Tipon is a 500-acre site near Cusco that is built around a spring. Although in many Peruvian ruins there is evidence of irrigation channels and constructions, Tipon is one of the only places where the irrigation system is still fully functional, with water flowing all year round (even in the dry season). In fact, Tipon has been touted as a masterpiece of water management, and the American Society of Civil Engineers has put Tipon on its list of International Historic Civil Engineering Landmarks.

water channel going through rock formation in Tipon

The actual reason and historical use for Tipon is (as with many Peruvian ruins) not entirely known; it is surmised that it was constructed as part of a country estate for Inca nobility. Some of the finely cut stones and trapezoidal doors and windows imply an imperial air that was reserved for royalty.

Others suggest that Tipon was an agricultural lab (similar to Moray), since the many terraces of Tipon contain different micro-climates that would have been useful for testing various crops.

Others yet suggest that Tipon was a ritual garden, with the terraces constructed in a way that actually channels not only water, but also spirit and energy, from the surrounding mountains and springs into the crops that were likely grown on the terraces.

The Elemental Magic

One of my favourite parts of Tipon, which to me illustrates how architecturally – and spiritually – advanced the Incas were, is this water channel pictured above. The water from its mountain source trickles down and splits into two channels (said to represent heaven and earth); then it splits into four channels (representing the four elements of earth, water, air, and fire), before being reunited into one stream again, pooling in a bath that would have been used in rituals.
See also: Learning to be a Shaman in Peru

Take Some Time to Explore

Tipon ruins have so many undiscovered parts: nobody goes here!

Although the ruins of Tipon aren’t nearly as extensive as Machu Picchu and others, there’s more to the place than initially meets the eye. Take some time to explore, and you’ll find a sun temple (Intihuitana) which is a key element to many important Peruvian ruins, and lots of different “rooms” or spaces that could have been used for any number of purposes. This secluded room pictured above for example, isn’t particularly easy to find, but looks like it has thrones cut into the stones.

Tipon: The Cuy Capital of Peru

Although there aren’t guinea pigs running around the Peruvian ruins of Tipon, the town below the ruins is famous for its cuy (guinea pig), which is a national delicacy. So while you’re visiting the ruins of Tipon, if you’re an adventurous eater, you’ll want to sample cuy from the area known as the cuy capital of Peru!

How do I Get to Tipon?

The beauty of Tipon is that there are hardly any visitors, so you’ll have the place to yourself. This also means that you won’t likely have access to a guide (as they don’t tend to hang around the entrance) unless you hire one in advance.

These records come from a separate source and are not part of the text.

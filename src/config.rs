//! Server configuration.

use std::time::Duration;

/// The lowest request HTTP version the server accepts.
///
/// Requests below the minimum are answered with `426 Upgrade Required`.
#[derive(Debug, Clone, Copy, PartialEq, Eq)]
pub enum MinVersion {
    /// Accept HTTP/1.0 and HTTP/1.1 requests.
    Http10,
    /// Accept only HTTP/1.1 requests.
    Http11,
}

/// Fine-grained configuration of the HTTP server.
///
/// All options have conservative defaults; override them with the
/// builder-style setters.
///
/// ```
/// use std::time::Duration;
/// use quay::ServerConfig;
///
/// let config = ServerConfig::new()
///     .max_request_head_size(16 * 1024)
///     .timeout_idle_connection(Duration::from_secs(30));
/// ```
#[derive(Debug, Clone)]
pub struct ServerConfig {
    pub(crate) max_request_head_size: usize,
    pub(crate) max_request_body_buffer_size: usize,
    pub(crate) immediately_continue_expect_100: bool,
    pub(crate) min_version: MinVersion,
    pub(crate) timeout_idle_connection: Duration,
    pub(crate) max_error_responses: u32,
    pub(crate) stop_grace_period: Duration,
}

impl Default for ServerConfig {
    fn default() -> ServerConfig {
        ServerConfig {
            max_request_head_size: 8192,
            max_request_body_buffer_size: 4 * 1024 * 1024,
            immediately_continue_expect_100: false,
            min_version: MinVersion::Http10,
            timeout_idle_connection: Duration::from_secs(90),
            max_error_responses: 4,
            stop_grace_period: Duration::from_secs(5),
        }
    }
}

impl ServerConfig {
    /// Creates a configuration with the default values.
    pub fn new() -> ServerConfig {
        ServerConfig::default()
    }

    /// Maximum byte size of a request head (request line plus headers).
    ///
    /// Exceeding it yields `413 Payload Too Large` and closes the
    /// connection. Default is 8192.
    pub fn max_request_head_size(mut self, max: usize) -> Self {
        self.max_request_head_size = max;
        self
    }

    /// Maximum bytes buffered when materializing or draining a request body.
    ///
    /// Default is 4 MiB.
    pub fn max_request_body_buffer_size(mut self, max: usize) -> Self {
        self.max_request_body_buffer_size = max;
        self
    }

    /// Respond `100 Continue` as soon as `Expect: 100-continue` is seen,
    /// instead of deferring until the handler's first body read.
    ///
    /// Default is `false`.
    pub fn immediately_continue_expect_100(mut self, enabled: bool) -> Self {
        self.immediately_continue_expect_100 = enabled;
        self
    }

    /// The lowest accepted request HTTP version. Default accepts 1.0.
    pub fn min_version(mut self, min: MinVersion) -> Self {
        self.min_version = min;
        self
    }

    /// How long a connection may sit without request-head bytes before it
    /// is answered `408 Request Timeout` and closed. Default is 90 seconds.
    pub fn timeout_idle_connection(mut self, timeout: Duration) -> Self {
        self.timeout_idle_connection = timeout;
        self
    }

    /// How many consecutive non-2xx responses a connection may produce
    /// before it is closed. Default is 4.
    pub fn max_error_responses(mut self, max: u32) -> Self {
        self.max_error_responses = max;
        self
    }

    /// How long `stop()` waits for active exchanges before interrupting
    /// them. Default is 5 seconds.
    pub fn stop_grace_period(mut self, grace: Duration) -> Self {
        self.stop_grace_period = grace;
        self
    }
}
#[derive(Debug)]
pub(crate) enum Kind {
    /// The request head could not be parsed.
    Parse(Parse),
    /// The request body could not be framed or decoded.
    Body(BodyKind),
    /// No handler could be resolved for the request.
    Route(RouteKind),
    /// An application collaborator misbehaved.
    User(User),
    /// An `Expect` header with a value other than `100-continue`.
    ExpectationFailed,
    /// No request head arrived within the idle timeout.
    IdleTimeout,
    /// An `io::Error` occurred while reading or writing the channel.
    Io,
    /// The peer closed the stream in the middle of a request head.
    IncompleteMessage,
    /// Error creating or accepting on the listener.
    Listen,
    /// The server is stopping and interrupted the exchange.
    Shutdown,
}

#[derive(Debug)]
pub(crate) enum Parse {
    RequestLine {
        at: usize,
        prev: Option<u8>,
        byte: Option<u8>,
        msg: &'static str,
    },
    Header {
        at: usize,
        prev: Option<u8>,
        byte: Option<u8>,
        msg: &'static str,
    },
    Version {
        at: usize,
        prev: Option<u8>,
        byte: Option<u8>,
        msg: &'static str,
    },
    /// Head grew past the configured maximum.
    TooLarge,
    /// HTTP version below the configured minimum.
    VersionTooOld,
    /// HTTP major version 2 or above.
    VersionTooNew,
}

#[derive(Debug)]
pub(crate) enum BodyKind {
    /// Both `Content-Length` and `Transfer-Encoding` were present.
    ConflictingFraming,
    /// `Content-Length` was not a single non-negative integer.
    BadContentLength,
    /// A transfer coding other than a final `chunked`.
    UnsupportedTransferCoding,
    /// A TRACE request declared a body.
    IllegalRequestBody,
    /// Malformed chunk framing; carries the offending byte when known.
    Chunk {
        byte: Option<u8>,
        msg: &'static str,
    },
    /// Body materialization grew past the configured buffer maximum.
    TooLarge,
    /// End of stream before the declared length was delivered.
    Eof,
    /// Trailer block after the chunked body could not be parsed.
    Trailer,
}

#[derive(Debug)]
pub(crate) enum RouteKind {
    NotFound,
    MethodNotAllowed(Vec<Method>),
    MediaTypeUnsupported,
    MediaTypeNotAccepted,
    Ambiguous,
}

#[derive(Debug)]
pub(crate) enum User {
    /// The handler returned an error (or panicked).
    Handler,
    /// The processing chain produced no response at all.
    NoResponse,
    /// The processing chain both wrote and returned a final response.
    WroteAndReturned,
    /// The scoped channel was used outside the handler invocation.
    ChannelOutsideScope,
    /// A non-1xx response was given to the interim writer.
    NotInterim,
    /// A second final response was written to the channel.
    ResponseAlreadySent,
    /// Forbidden framing headers on the response.
    UnexpectedFraming(&'static str),
    /// A response body where none is allowed.
    UnexpectedBody(&'static str),
    /// Declared Content-Length does not match the actual body length.
    LengthMismatch { declared: u64, actual: u64 },
    /// The response body stream failed.
    BodyWrite,
    /// An after-action failed.
    AfterAction,
    /// The error handler chain itself failed.
    ErrorHandler,
}
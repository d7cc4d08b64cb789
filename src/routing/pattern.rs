//! Path pattern grammar: `/` separated segments that are literal text,
//! a named single-segment capture (`:name`), or a tail wildcard (`*`).

use std::fmt;

use super::RouteError;

#[derive(Debug, Clone, PartialEq, Eq)]
pub(crate) enum Segment {
    Literal(String),
    Param(String),
    Wildcard,
}

#[derive(Debug, Clone, PartialEq, Eq)]
pub(crate) struct PathPattern {
    raw: String,
    segments: Vec<Segment>,
}

/// Splits a request path into its non-empty segments.
///
/// Empty segments collapse, so `//a///b` and `/a/b` are the same path.
pub(crate) fn path_segments(path: &str) -> Vec<&str> {
    path.split('/').filter(|s| !s.is_empty()).collect()
}

impl PathPattern {
    pub(crate) fn parse(pattern: &str) -> Result<PathPattern, RouteError> {
        if !pattern.starts_with('/') {
            return Err(RouteError::invalid_pattern(
                pattern,
                "pattern must begin with '/'",
            ));
        }

        let mut segments = Vec::new();
        let mut names: Vec<&str> = Vec::new();
        let raw_segments = path_segments(pattern);
        let last = raw_segments.len().saturating_sub(1);

        for (i, raw) in raw_segments.iter().enumerate() {
            let segment = if let Some(name) = raw.strip_prefix(':') {
                if name.is_empty() {
                    return Err(RouteError::invalid_pattern(
                        pattern,
                        "':' must be followed by a parameter name",
                    ));
                }
                if names.contains(&name) {
                    return Err(RouteError::invalid_pattern(
                        pattern,
                        "duplicate parameter name",
                    ));
                }
                names.push(name);
                Segment::Param(name.to_string())
            } else if *raw == "*" {
                if i != last {
                    return Err(RouteError::invalid_pattern(
                        pattern,
                        "'*' is only allowed as the last segment",
                    ));
                }
                Segment::Wildcard
            } else if raw.contains(':') || raw.contains('*') {
                return Err(RouteError::invalid_pattern(
                    pattern,
                    "':' and '*' cannot appear inside a literal segment",
                ));
            } else {
                Segment::Literal(raw.to_string())
            };
            segments.push(segment);
        }

        Ok(PathPattern {
            raw: pattern.to_string(),
            segments,
        })
    }

    pub(crate) fn as_str(&self) -> &str {
        &self.raw
    }

    /// Matches the path segments, producing captured parameters.
    ///
    /// The tail wildcard matches zero or more remaining segments; its
    /// capture is available under the name `*`.
    pub(crate) fn matches(&self, path: &[&str]) -> Option<Vec<(String, String)>> {
        let mut params = Vec::new();
        let mut i = 0;

        for segment in &self.segments {
            match segment {
                Segment::Literal(lit) => {
                    if path.get(i).copied() != Some(lit.as_str()) {
                        return None;
                    }
                    i += 1;
                }
                Segment::Param(name) => {
                    let value = path.get(i)?;
                    params.push((name.clone(), (*value).to_string()));
                    i += 1;
                }
                Segment::Wildcard => {
                    params.push(("*".to_string(), path[i..].join("/")));
                    return Some(params);
                }
            }
        }

        if i == path.len() {
            Some(params)
        } else {
            None
        }
    }

    /// Ranking key for resolution: literal segments beat parameters, which
    /// beat the wildcard, position by position.
    pub(crate) fn rank(&self) -> Vec<u8> {
        self.segments
            .iter()
            .map(|s| match s {
                Segment::Literal(_) => 2,
                Segment::Param(_) => 1,
                Segment::Wildcard => 0,
            })
            .collect()
    }

    /// Whether some request path could match both patterns.
    pub(crate) fn overlaps(&self, other: &PathPattern) -> bool {
        let mut a = self.segments.iter();
        let mut b = other.segments.iter();
        loop {
            match (a.next(), b.next()) {
                (Some(Segment::Wildcard), _) | (_, Some(Segment::Wildcard)) => return true,
                (None, None) => return true,
                (None, Some(_)) | (Some(_), None) => return false,
                (Some(Segment::Literal(x)), Some(Segment::Literal(y))) => {
                    if x != y {
                        return false;
                    }
                }
                // a parameter overlaps any single segment
                (Some(_), Some(_)) => {}
            }
        }
    }
}

impl fmt::Display for PathPattern {
    fn fmt(&self, f: &mut fmt::Formatter<'_>) -> fmt::Result {
        f.write_str(&self.raw)
    }
}

#[cfg(test)]
mod tests {
    use super::*;

    fn pattern(p: &str) -> PathPattern {
        PathPattern::parse(p).unwrap()
    }

    fn matches(p: &str, path: &str) -> Option<Vec<(String, String)>> {
        pattern(p).matches(&path_segments(path))
    }

    #[test]
    fn literal_patterns_match_exactly() {
        assert!(matches("/", "/").is_some());
        assert!(matches("/hello", "/hello").is_some());
        assert!(matches("/hello", "/hello/").is_some());
        assert!(matches("/hello", "/world").is_none());
        assert!(matches("/hello", "/hello/world").is_none());
        assert!(matches("/a/b", "/a//b").is_some(), "empty segments collapse");
    }

    #[test]
    fn params_capture_single_segments() {
        let params = matches("/hello/:name", "/hello/John").unwrap();
        assert_eq!(params, [("name".to_string(), "John".to_string())]);
        assert!(matches("/hello/:name", "/hello").is_none());
        assert!(matches("/hello/:name", "/hello/a/b").is_none());
    }

    #[test]
    fn wildcard_captures_the_tail() {
        let params = matches("/static/*", "/static/css/site.css").unwrap();
        assert_eq!(params, [("*".to_string(), "css/site.css".to_string())]);
        assert!(matches("/static/*", "/static").is_some());
        assert!(matches("/static/*", "/other").is_none());
    }

    #[test]
    fn parse_is_deterministic_and_strict() {
        assert!(PathPattern::parse("no-slash").is_err());
        assert!(PathPattern::parse("/a/:").is_err());
        assert!(PathPattern::parse("/a/*/b").is_err());
        assert!(PathPattern::parse("/a/x*y").is_err());
        assert!(PathPattern::parse("/:x/:x").is_err());
        assert_eq!(pattern("/a/:b/*"), pattern("/a/:b/*"));
    }

    #[test]
    fn literal_outranks_param_outranks_wildcard() {
        let lit = pattern("/a/b").rank();
        let par = pattern("/a/:x").rank();
        let wild = pattern("/a/*").rank();
        assert!(lit > par);
        assert!(par > wild);
    }

    #[test]
    fn overlap_detection() {
        assert!(pattern("/a/b").overlaps(&pattern("/a/:x")));
        assert!(pattern("/a/:x").overlaps(&pattern("/a/:y")));
        assert!(pattern("/a/*").overlaps(&pattern("/a/b/c")));
        assert!(!pattern("/a/b").overlaps(&pattern("/a/c")));
        assert!(!pattern("/a").overlaps(&pattern("/a/b")));
    }
}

My best recommendation for getting to Tipon is to take a taxi from Cusco and ask them to wait for you. You can take the bus or collectivo for a fraction of the price, but then you’ll have to hike 5km up (and I mean UP) the winding road from Tipon town to the ruins (and back down again), which might leave you a bit pooped to explore the ruins themselves.

If you’re interested in learning more about various Peruvian archaeological sites and ruins, check out these posts:

Visiting Pisac Ruins

The Pilgrimage to Huchuy Qosqo

Maras Salt Mines – Unlike Any “Mine” You’ll Ever See

Inca Ruins of Moray: Agricultural Lab or Landing Pad? You Decide.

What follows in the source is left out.